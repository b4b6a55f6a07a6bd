use std::net::SocketAddr;
use std::sync::Arc;

use dotenv::dotenv;
use tokio::net::TcpListener;
use tower_http::cors::{Any, CorsLayer};
use tower_http::trace::{self, TraceLayer};
use tracing::{info, Level};
use tracing_subscriber::{layer::SubscriberExt, util::SubscriberInitExt};

mod router;

use reminder_cell::ReminderDispatchService;
use shared_config::AppConfig;

#[tokio::main]
async fn main() {
    // Loading Env Vars
    dotenv().ok();

    // Initialize tracing
    tracing_subscriber::registry()
        .with(tracing_subscriber::EnvFilter::new(
            std::env::var("RUST_LOG").unwrap_or_else(|_| "info,tower_http=debug".into()),
        ))
        .with(tracing_subscriber::fmt::layer())
        .init();

    info!("Starting Aurora Clinic scheduler API");

    // Load configuration
    let config = AppConfig::from_env();

    // Set up CORS
    let cors = CorsLayer::new()
        .allow_origin(Any)
        .allow_methods(Any)
        .allow_headers(Any);

    // Create shared state
    let state = Arc::new(config);

    // The one long-lived background task: the reminder dispatch loop.
    let dispatcher = ReminderDispatchService::new(&state);
    let reminder_task = tokio::spawn(dispatcher.run());

    // Build the application router
    let app = router::create_router(state)
        .layer(
            TraceLayer::new_for_http()
                .make_span_with(trace::DefaultMakeSpan::new().level(Level::INFO))
                .on_response(trace::DefaultOnResponse::new().level(Level::INFO)),
        )
        .layer(cors);

    // Run the server
    let addr = SocketAddr::from(([0, 0, 0, 0], 8000));
    info!("Listening on {}", addr);

    let listener = TcpListener::bind(addr).await.unwrap();
    axum::serve(listener, app)
        .with_graceful_shutdown(async {
            let _ = tokio::signal::ctrl_c().await;
            info!("Shutdown signal received");
        })
        .await
        .unwrap();

    // Best-effort cancellation; `scheduled` rows survive for the next run.
    reminder_task.abort();
    info!("Reminder dispatch loop stopped");
}
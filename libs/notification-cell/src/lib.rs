// =====================================================================================
// NOTIFICATION CELL - GENERATED CONTENT & EMAIL DELIVERY
// =====================================================================================
//
// Builds human-readable email and summary text, preferring the generative
// text API and always degrading to fixed templates. Delivery goes through
// an email transport with a log-only mock mode.
//
// =====================================================================================

pub mod models;
pub mod services;

pub use models::{EmailContent, EmailDetails, QuestionnaireAnswers};
pub use services::content::ContentService;
pub use services::email::EmailService;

# What the task requires:
A verbatim transcription is needed of the lines above, starting at the line with "use std::sync::Arc;" and ending at the line with "Set up CORS", both included, and of nothing else.

# Exercise result:
use std::sync::Arc;

use dotenv::dotenv;
use tokio::net::TcpListener;
use tower_http::cors::{Any, CorsLayer};
use tower_http::trace::{self, TraceLayer};
use tracing::{info, Level};
use tracing_subscriber::{layer::SubscriberExt, util::SubscriberInitExt};

mod router;

use reminder_cell::ReminderDispatchService;
use shared_config::AppConfig;

#[tokio::main]
async fn main() {
    // Loading Env Vars
    dotenv().ok();

    // Initialize tracing
    tracing_subscriber::registry()
        .with(tracing_subscriber::EnvFilter::new(
            std::env::var("RUST_LOG").unwrap_or_else(|_| "info,tower_http=debug".into()),
        ))
        .with(tracing_subscriber::fmt::layer())
        .init();

    info!("Starting Aurora Clinic scheduler API");

    // Load configuration
    let config = AppConfig::from_env();

    // Set up CORS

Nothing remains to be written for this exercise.